1. Spring Security与Shiro?
- Spring Security是重量级框架,需要的依赖较多。但是与Spring无缝整合,权限功能更加完善。
- Shiro是轻量级框架,配置较为简便。但是在web环境下一些特定的需求需要手动编写代码实现。
- 推荐搭配:
- SSM+Shiro
- Springboot+Spring Security
2. Spring Security默认用户名:user;密码在控制台,每次项目启动都会变化。
3. Spring Security本质是一个过滤器链。有三个重要过滤器:
- FilterSecurityInterceptor:是一个方法级的权限过滤器, 基本位于过滤链的最底部。
public void invoke(FilterInvocation filterInvocation) throws IOException, ServletException {
if (this.isApplied(filterInvocation) && this.observeOncePerRequest) {
filterInvocation.getChain().doFilter(filterInvocation.getRequest(), filterInvocation.getResponse());
} else {
if (filterInvocation.getRequest() != null && this.observeOncePerRequest) {
filterInvocation.getRequest().setAttribute("__spring_security_filterSecurityInterceptor_filterApplied", Boolean.TRUE);
}
InterceptorStatusToken token = super.beforeInvocation(filterInvocation);
try {
filterInvocation.getChain().doFilter(filterInvocation.getRequest(), filterInvocation.getResponse());
} finally {
super.finallyInvocation(token);
}
super.afterInvocation(token, (Object)null);
}
}
- ExceptionTranslationFilter:是个异常过滤器,用来处理在认证授权过程中抛出的异常。
private void doFilter(HttpServletRequest request, HttpServletResponse response, FilterChain chain) throws IOException, ServletException {
try {
chain.doFilter(request, response);
} catch (IOException var7) {
throw var7;
} catch (Exception var8) {
Throwable[] causeChain = this.throwableAnalyzer.determineCauseChain(var8);
RuntimeException securityException = (AuthenticationException)this.throwableAnalyzer.getFirstThrowableOfType(AuthenticationException.class, causeChain);
if (securityException == null) {
securityException = (AccessDeniedException)this.throwableAnalyzer.getFirstThrowableOfType(AccessDeniedException.class, causeChain);
}
if (securityException == null) {
this.rethrow(var8);
}
if (response.isCommitted()) {
throw new ServletException("Unable to handle the Spring Security Exception because the response is already committed.", var8);
}
this.handleSpringSecurityException(request, response, chain, (RuntimeException)securityException);
}
}
- UsernamePasswordAuthenticationFilter:对/login 的 POST 请求做拦截,校验表单中用户,密码。

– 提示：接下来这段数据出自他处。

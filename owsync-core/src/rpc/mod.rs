//! Chain RPC clients.
//!
//! The only part of the system that performs network I/O. Each chain family
//! implements [`ChainClient`]; [`ChainClientSet`] holds one client per
//! supported chain so the sync pipeline can dispatch by registry key.

pub mod evm;
pub mod units;

use crate::config::RpcEndpointOverride;
use crate::registry::{self, TokenConfig};
use async_trait::async_trait;
use owsync_sdk::objects::Blockchain;
use rust_decimal::Decimal;
use std::collections::HashMap;
use std::sync::Arc;
use thiserror::Error;
use url::Url;

/// Errors that can occur while reading balances from a chain node.
#[derive(Debug, Error)]
pub enum RpcError {
    /// Transport failure (connect, TLS, read, HTTP status).
    #[error("RPC request error: {0}")]
    Request(#[from] reqwest::Error),

    /// The node answered, but not with anything usable.
    #[error("RPC response parsing error: {0}")]
    Parse(String),

    /// The node returned a JSON-RPC error object.
    #[error("RPC node error {code}: {message}")]
    Node { code: i64, message: String },

    /// The queried account address is not a valid EVM address.
    #[error("invalid address: {0}")]
    InvalidAddress(String),

    /// The call did not complete within the configured deadline.
    #[error("RPC call timed out after {0:?}")]
    Timeout(std::time::Duration),
}

/// Read-only balance queries against one chain.
///
/// One implementation per chain family; adding a non-EVM chain means
/// implementing this fixed capability set, not branching in the sync code.
#[async_trait]
pub trait ChainClient: Send + Sync {
    /// The chain this client talks to.
    fn chain(&self) -> Blockchain;

    /// Balance of the chain's intrinsic currency, in human units.
    async fn native_balance(&self, address: &str) -> Result<Decimal, RpcError>;

    /// ERC-20 `balanceOf` converted through the token's decimals.
    async fn token_balance(&self, token: &TokenConfig, address: &str)
    -> Result<Decimal, RpcError>;
}

/// One [`ChainClient`] per supported chain.
pub struct ChainClientSet {
    clients: HashMap<Blockchain, Arc<dyn ChainClient>>,
}

impl ChainClientSet {
    /// Build clients for every registry chain.
    ///
    /// Endpoints default to the registry's public RPC URLs; `overrides`
    /// replace them per chain. The `http` client (and its timeout settings)
    /// is shared across all chains.
    pub fn from_registry(
        http: reqwest::Client,
        overrides: &[RpcEndpointOverride],
    ) -> Result<Self, url::ParseError> {
        let mut clients: HashMap<Blockchain, Arc<dyn ChainClient>> = HashMap::new();
        for chain in Blockchain::ALL {
            let endpoint = match overrides.iter().find(|o| o.blockchain == chain) {
                Some(o) => o.url.clone(),
                None => Url::parse(registry::chain_config(chain).rpc_url)?,
            };
            clients.insert(
                chain,
                Arc::new(evm::EvmChainClient::new(chain, endpoint, http.clone())),
            );
        }
        Ok(Self { clients })
    }

    /// An empty set, populated via [`ChainClientSet::insert`].
    pub fn empty() -> Self {
        Self {
            clients: HashMap::new(),
        }
    }

    /// Register (or replace) the client for its chain.
    pub fn insert(&mut self, client: Arc<dyn ChainClient>) {
        self.clients.insert(client.chain(), client);
    }

    /// The client for `chain`, if one is configured.
    pub fn client(&self, chain: Blockchain) -> Option<Arc<dyn ChainClient>> {
        self.clients.get(&chain).cloned()
    }
}
use owsync_sdk::objects::Blockchain;

/// Whether a token is the chain's intrinsic currency or an ERC-20 contract.
#[derive(Debug, Clone, Copy, PartialEq, Eq, Hash)]
pub enum TokenKind {
    Native,
    Erc20,
}

/// Static description of one fungible token on one chain.
///
/// Identity is (chain, contract address); the native pseudo-token has no
/// contract address.
#[derive(Debug, Clone, PartialEq, Eq)]
pub struct TokenConfig {
    pub symbol: &'static str,
    /// Display name, e.g. "USD Coin".
    pub name: &'static str,
    pub decimals: u32,
    pub address: Option<&'static str>,
    pub chain: Blockchain,
    pub kind: TokenKind,
    pub stablecoin: bool,
}

static ETHEREUM_TOKENS: [TokenConfig; 4] = [
    TokenConfig {
        symbol: "ETH",
        name: "Ether",
        decimals: 18,
        address: None,
        chain: Blockchain::Ethereum,
        kind: TokenKind::Native,
        stablecoin: false,
    },
    TokenConfig {
        symbol: "USDC",
        name: "USD Coin",
        decimals: 6,
        address: Some("0xA0b86991c6218b36c1d19D4a2e9Eb0cE3606eB48"),
        chain: Blockchain::Ethereum,
        kind: TokenKind::Erc20,
        stablecoin: true,
    },
    TokenConfig {
        symbol: "USDT",
        name: "Tether USD",
        decimals: 6,
        address: Some("0xdAC17F958D2ee523a2206206994597C13D831ec7"),
        chain: Blockchain::Ethereum,
        kind: TokenKind::Erc20,
        stablecoin: true,
    },
    TokenConfig {
        symbol: "WETH",
        name: "Wrapped Ether",
        decimals: 18,
        address: Some("0xC02aaA39b223FE8D0A0e5C4F27eAD9083C756Cc2"),
        chain: Blockchain::Ethereum,
        kind: TokenKind::Erc20,
        stablecoin: false,
    },
];

static BSC_TOKENS: [TokenConfig; 4] = [
    TokenConfig {
        symbol: "BNB",
        name: "BNB",
        decimals: 18,
        address: None,
        chain: Blockchain::BinanceSmartChain,
        kind: TokenKind::Native,
        stablecoin: false,
    },
    TokenConfig {
        symbol: "USDC",
        name: "USD Coin",
        decimals: 18,
        address: Some("0x8ac76a51cc950d9822d68b83fe1ad97b32cd580d"),
        chain: Blockchain::BinanceSmartChain,
        kind: TokenKind::Erc20,
        stablecoin: true,
    },
    TokenConfig {
        symbol: "USDT",
        name: "Tether USD",
        decimals: 18,
        address: Some("0x55d398326f99059ff775485246999027b3197955"),
        chain: Blockchain::BinanceSmartChain,
        kind: TokenKind::Erc20,
        stablecoin: true,
    },
    TokenConfig {
        symbol: "WBNB",
        name: "Wrapped BNB",
        decimals: 18,
        address: Some("0xBB4CdB9CBd36B01bD1cBaEBF2De08d9173bc095c"),
        chain: Blockchain::BinanceSmartChain,
        kind: TokenKind::Erc20,
        stablecoin: false,
    },
];

static POLYGON_TOKENS: [TokenConfig; 4] = [
    TokenConfig {
        symbol: "MATIC",
        name: "MATIC",
        decimals: 18,
        address: None,
        chain: Blockchain::Polygon,
        kind: TokenKind::Native,
        stablecoin: false,
    },
    TokenConfig {
        symbol: "USDC",
        name: "USD Coin",
        decimals: 6,
        address: Some("0x2791Bca1f2de4661ED88A30C99A7a9449Aa84174"),
        chain: Blockchain::Polygon,
        kind: TokenKind::Erc20,
        stablecoin: true,
    },
    TokenConfig {
        symbol: "USDT",
        name: "Tether USD",
        decimals: 6,
        address: Some("0xc2132D05D31c914a87C6611C10748AEb04B58e8F"),
        chain: Blockchain::Polygon,
        kind: TokenKind::Erc20,
        stablecoin: true,
    },
    TokenConfig {
        symbol: "WMATIC",
        name: "Wrapped MATIC",
        decimals: 18,
        address: Some("0x7D1AfA7B718fb893dB30A3aBc0Cfc608AaCfeBB0"),
        chain: Blockchain::Polygon,
        kind: TokenKind::Erc20,
        stablecoin: false,
    },
];

static SEPOLIA_TOKENS: [TokenConfig; 1] = [TokenConfig {
    symbol: "ETH",
    name: "Sepolia Ether",
    decimals: 18,
    address: None,
    chain: Blockchain::Sepolia,
    kind: TokenKind::Native,
    stablecoin: false,
}];

/// All tokens configured for a chain, native pseudo-token first.
pub fn tokens_for_chain(chain: Blockchain) -> &'static [TokenConfig] {
    match chain {
        Blockchain::Ethereum => &ETHEREUM_TOKENS,
        Blockchain::BinanceSmartChain => &BSC_TOKENS,
        Blockchain::Polygon => &POLYGON_TOKENS,
        Blockchain::Sepolia => &SEPOLIA_TOKENS,
    }
}

/// All tokens for a chain registry key.
///
/// Unknown keys yield an empty slice, never an error: "no tokens
/// configured" is a valid, common case for callers.
pub fn tokens_for_chain_key(chain_key: &str) -> &'static [TokenConfig] {
    match chain_key.parse::<Blockchain>() {
        Ok(chain) => tokens_for_chain(chain),
        Err(_) => &[],
    }
}

/// The ERC-20 tokens to fan out over during a balance sync.
pub fn erc20_tokens(chain: Blockchain) -> impl Iterator<Item = &'static TokenConfig> {
    tokens_for_chain(chain)
        .iter()
        .filter(|t| t.kind == TokenKind::Erc20)
}

/// Find a token by contract address, case-insensitively.
pub fn token_by_address(chain: Blockchain, address: &str) -> Option<&'static TokenConfig> {
    tokens_for_chain(chain).iter().find(|t| {
        t.address
            .is_some_and(|a| a.eq_ignore_ascii_case(address.trim()))
    })
}

/// Find a token by symbol, case-insensitively.
pub fn token_by_symbol(chain: Blockchain, symbol: &str) -> Option<&'static TokenConfig> {
    tokens_for_chain(chain)
        .iter()
        .find(|t| t.symbol.eq_ignore_ascii_case(symbol.trim()))
}

/// The chain's native pseudo-token.
pub fn native_token(chain: Blockchain) -> Option<&'static TokenConfig> {
    tokens_for_chain(chain)
        .iter()
        .find(|t| t.kind == TokenKind::Native)
}

/// The stablecoins configured on a chain.
pub fn stablecoins(chain: Blockchain) -> impl Iterator<Item = &'static TokenConfig> {
    tokens_for_chain(chain).iter().filter(|t| t.stablecoin)
}

#[cfg(test)]
mod tests {
    use super::*;

    #[test]
    fn native_token_exists_for_every_chain() {
        for chain in Blockchain::ALL {
            let native = native_token(chain);
            assert!(native.is_some(), "chain {chain} has no native token");
            assert_eq!(native.and_then(|t| t.address), None);
        }
    }

    #[test]
    fn erc20_list_excludes_the_native_token() {
        assert_eq!(erc20_tokens(Blockchain::Ethereum).count(), 3);
        assert_eq!(erc20_tokens(Blockchain::Sepolia).count(), 0);
        assert!(erc20_tokens(Blockchain::Polygon).all(|t| t.address.is_some()));
    }

    #[test]
    fn unknown_chain_key_yields_empty_token_list() {
        assert!(tokens_for_chain_key("dogecoin").is_empty());
        assert_eq!(tokens_for_chain_key("bsc").len(), 4);
    }

    #[test]
    fn address_lookup_is_case_insensitive() {
        let usdc = token_by_address(
            Blockchain::Ethereum,
            "0xa0b86991c6218b36c1d19d4a2e9eb0ce3606eb48",
        );
        assert_eq!(usdc.map(|t| t.symbol), Some("USDC"));
        assert!(token_by_address(Blockchain::Ethereum, "0xdeadbeef").is_none());
    }

    #[test]
    fn symbol_lookup_is_case_insensitive() {
        assert_eq!(
            token_by_symbol(Blockchain::Polygon, "usdt").map(|t| t.name),
            Some("Tether USD")
        );
        assert!(token_by_symbol(Blockchain::Sepolia, "USDC").is_none());
    }

    #[test]
    fn stablecoin_flags_cover_usdc_and_usdt() {
        let symbols: Vec<_> = stablecoins(Blockchain::BinanceSmartChain)
            .map(|t| t.symbol)
            .collect();
        assert_eq!(symbols, ["USDC", "USDT"]);
        assert_eq!(stablecoins(Blockchain::Sepolia).count(), 0);
    }

    #[test]
    fn token_decimals_match_contract_definitions() {
        // USDC uses 6 decimals on Ethereum/Polygon but 18 on BSC.
        assert_eq!(
            token_by_symbol(Blockchain::Ethereum, "USDC").map(|t| t.decimals),
            Some(6)
        );
        assert_eq!(
            token_by_symbol(Blockchain::BinanceSmartChain, "USDC").map(|t| t.decimals),
            Some(18)
        );
    }
}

public Authentication attemptAuthentication(HttpServletRequest request, HttpServletResponse response) throws AuthenticationException {
if (this.postOnly && !request.getMethod().equals("POST")) {
throw new AuthenticationServiceException("Authentication method not supported: " + request.getMethod());
} else {
String username = this.obtainUsername(request);
username = username != null ? username : "";
username = username.trim();
String password = this.obtainPassword(request);
password = password != null ? password : "";
UsernamePasswordAuthenticationToken authRequest = new UsernamePasswordAuthenticationToken(username, password);
this.setDetails(request, authRequest);
return this.getAuthenticationManager().authenticate(authRequest);
}
}
4. 过滤器加载过程:
- DelegatingFilterProxy初始化FilterChainProxy
- 找到FilterChainProxy,将所有过滤器加载
5. UserDetailsService接口:用来查询数据库用户名和密码。
- 创建类继承UsernamePasswordAuthenticationFilter,重写方法attemptAuthentication()、successfulAuthentication()和unsuccessfulAuthentication()
- 实现UserDetailsService接口,编写查询过程,返回User对象,这个User对象是安全框架提供的对象
6. PasswordEncoder接口:用来加密数据,
- BCryptPasswordEncoder 是 Spring Security 官方推荐的密码解析器,对bcrypt 强散列方法的具体实现。是基于 Hash 算法实现的单向加密。可以通过 strength 控制加密强度,默认 10。